Congolese Catholic prelate (born in 1964)

Ernest Ngboko Ngombe C.I.C.M. (born 25 May 1964) is a Congolese Catholic prelate who serves as Archbishop of the Roman Catholic Archdiocese of Mbandaka-Bikoro, in the Democratic Republic of the Congo, since 23 November 2019. Before that, from 11 February 2015 until he was appointed archbishop, he was Bishop of the Roman Catholic Diocese of Lisala in the Metropolitan Province of Mbandaka-Bikoro. He was appointed bishop on 11 February 2015 by Pope Francis. He was consecrated and installed at Lisala, Democratic Republic of the Congo, on 26 January 2020. While Archbishop, he served as Apostolic Administrator of the Diocese of Lisala from 23 November 2019 until 29 May 2021.

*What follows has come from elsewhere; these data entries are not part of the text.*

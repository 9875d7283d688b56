//!
//! The native Rust code for the Lexe mobile app.

// Allow e.g. `CHANNEL_MANAGER` in generics to clearly distinguish between
// concrete and generic types
#![allow(non_camel_case_types)]
// Allow this in generated code
#![allow(clippy::not_unsafe_ptr_arg_deref)]

// TODO(phlip9): uncomment when I actually need this
// /// Android Context and JVM handle.
// #[cfg(target_os = "android")]
// pub(crate) mod android;

/// The top-level App state
pub mod app;
/// The app's general database.
mod app_data;
/// Persistence logic for data stored.
pub mod db;
/// The flutter/rust FFI bindings.
#[cfg(feature = "flutter")]
pub(crate) mod ffi;
/// Flutter/rust ffi bindings generated from `ffi` by `just app-rs-codegen`.
#[cfg(feature = "flutter")]
pub(crate) mod frb_generated;
/// Pipe `tracing` log messages from native Rust to Dart.
mod logger;
/// QR code generation for the app
#[cfg(feature = "flutter")]
pub(crate) mod qr;
/// Securely store and retrieve user secrets.
mod secret_store;
/// Settings DB
mod settings;
/// App rust types.
pub mod types;
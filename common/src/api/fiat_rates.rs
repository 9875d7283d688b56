//! Data types returned from the fiat exchange rate API.

use std::{borrow::Borrow, collections::BTreeMap, fmt};

#[cfg(any(test, feature = "test-utils"))]
use proptest_derive::Arbitrary;
use serde::{Deserialize, Serialize};

use crate::time::TimestampMs;

/// Fiat currency ISO 4217 code.
///
/// ### Examples
///
/// `"USD", "EUR", "DKK", "CNY", ...`
#[derive(PartialEq, Eq, Hash, PartialOrd, Ord, Deserialize, Serialize)]
#[serde(transparent)]
pub struct FiatCode(pub String);

/// The BTC price in a given fiat currency.
///
/// We just return this as an `f64`, which is kind of haram but also super
/// convenient. Fortunately, all our accounting is done using BTC and we only
/// use these exchange rates for display purposes, so it's probably OK?
#[derive(Clone, Copy, PartialEq, Deserialize, Serialize)]
#[serde(transparent)]
#[cfg_attr(any(test, feature = "test-utils"), derive(Arbitrary))]
pub struct FiatBtcPrice(pub f64);

/// A quote for various fiat<->BTC exchange rates.
///
/// The mobile app client always requests the full set of exchange rates, since
/// the serialized, uncompressed size is not too big (~2.5 KiB). Using the full
/// set reduces some client complexity and is easier to cache.
///
/// ### Example
///
/// ```json
/// {
///     "timestamp_ms": 1680228982999,
///     "rates": {
///         "EUR": 26168.988183514073,
///         "USD": 28401.980274690515,
///         // ..
///     }
/// }
/// ```
#[derive(Debug, PartialEq, Deserialize, Serialize)]
#[cfg_attr(any(test, feature = "test-utils"), derive(Arbitrary))]
pub struct FiatRates {
    /// The unix timestamp of the fiat<->BTC exchange rate quotes from the
    /// upstream data source.
    pub timestamp_ms: TimestampMs,
    /// A mapping from fiat symbol (e.g., "USD", "EUR") to the current BTC
    /// price in that fiat currency (e.g., "USD" => $28,401.98 per BTC).
    ///
    /// We store and serialize this map in sorted order so it's easier to scan.
    pub rates: BTreeMap<FiatCode, FiatBtcPrice>,
}

impl FiatRates {
    pub fn dummy() -> Self {
        Self {
            timestamp_ms: TimestampMs::now(),
            rates: BTreeMap::from_iter([
                (FiatCode("USD".to_owned()), FiatBtcPrice(67086.56654977065)),
                (FiatCode("EUR".to_owned()), FiatBtcPrice(62965.97545915064)),
            ]),
        }
    }
}

// --- impl FiatCode --- //

impl Borrow<str> for FiatCode {
    fn borrow(&self) -> &str {
        self.0.as_str()
    }
}

impl fmt::Debug for FiatCode {
    fn fmt(&self, f: &mut fmt::Formatter<'_>) -> fmt::Result {
        self.0.fmt(f)
    }
}

// --- impl FiatBtcPrice --- //

impl fmt::Debug for FiatBtcPrice {
    fn fmt(&self, f: &mut fmt::Formatter<'_>) -> fmt::Result {
        self.0.fmt(f)
    }
}

#[cfg(any(test, feature = "test-utils"))]
mod arbitrary_impl {
    use std::str;

    use proptest::{
        array::uniform3,
        prelude::Arbitrary,
        strategy::{BoxedStrategy, Strategy},
    };

    use super::FiatCode;

    impl Arbitrary for FiatCode {
        type Parameters = ();
        type Strategy = BoxedStrategy<Self>;

        fn arbitrary_with(_args: Self::Parameters) -> Self::Strategy {
            uniform3(b'A'..=b'Z')
                .prop_map(|code| {
                    FiatCode(str::from_utf8(&code).unwrap().to_owned())
                })
                .boxed()
        }
    }
}

#[cfg(test)]
mod test {
    use super::FiatRates;
    use crate::test_utils::roundtrip::json_value_roundtrip_proptest;

    #[test]
    fn fiat_rates_roundtrip() {
        json_value_roundtrip_proptest::<FiatRates>();
    }
}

==Background and education==
He was born on 25 May 1964, in Kanya Mbonda, Diocese of Lisala, Province of Équateur, in the Democratic Congo. He studied philosophy at the Saint Augustin Ngoya Institute, in Yaounde, Cameroon from 1988 until 1990. He then studied Theology at the Saint Cyprien Institute in Ngoya, also in Yaoundé, Cameroon from 1990 until 1994. In 2011, he undertook advanced studies in theology at the Catholic Theological Union (CTS), in Chicago, Illinois, in the United States.

==Priest==
On 17 October 1987, he took his perpetual vows as a member of the Order of the Congregation of the Immaculate Heart of Mary. He was ordained a priest of that religious Order on 20 June 1996, in Dakar, Senegal by the hands of Cardinal Hyacinthe Thiandoum, Archbishop of Dakar. He served as priest until 11 February 2015.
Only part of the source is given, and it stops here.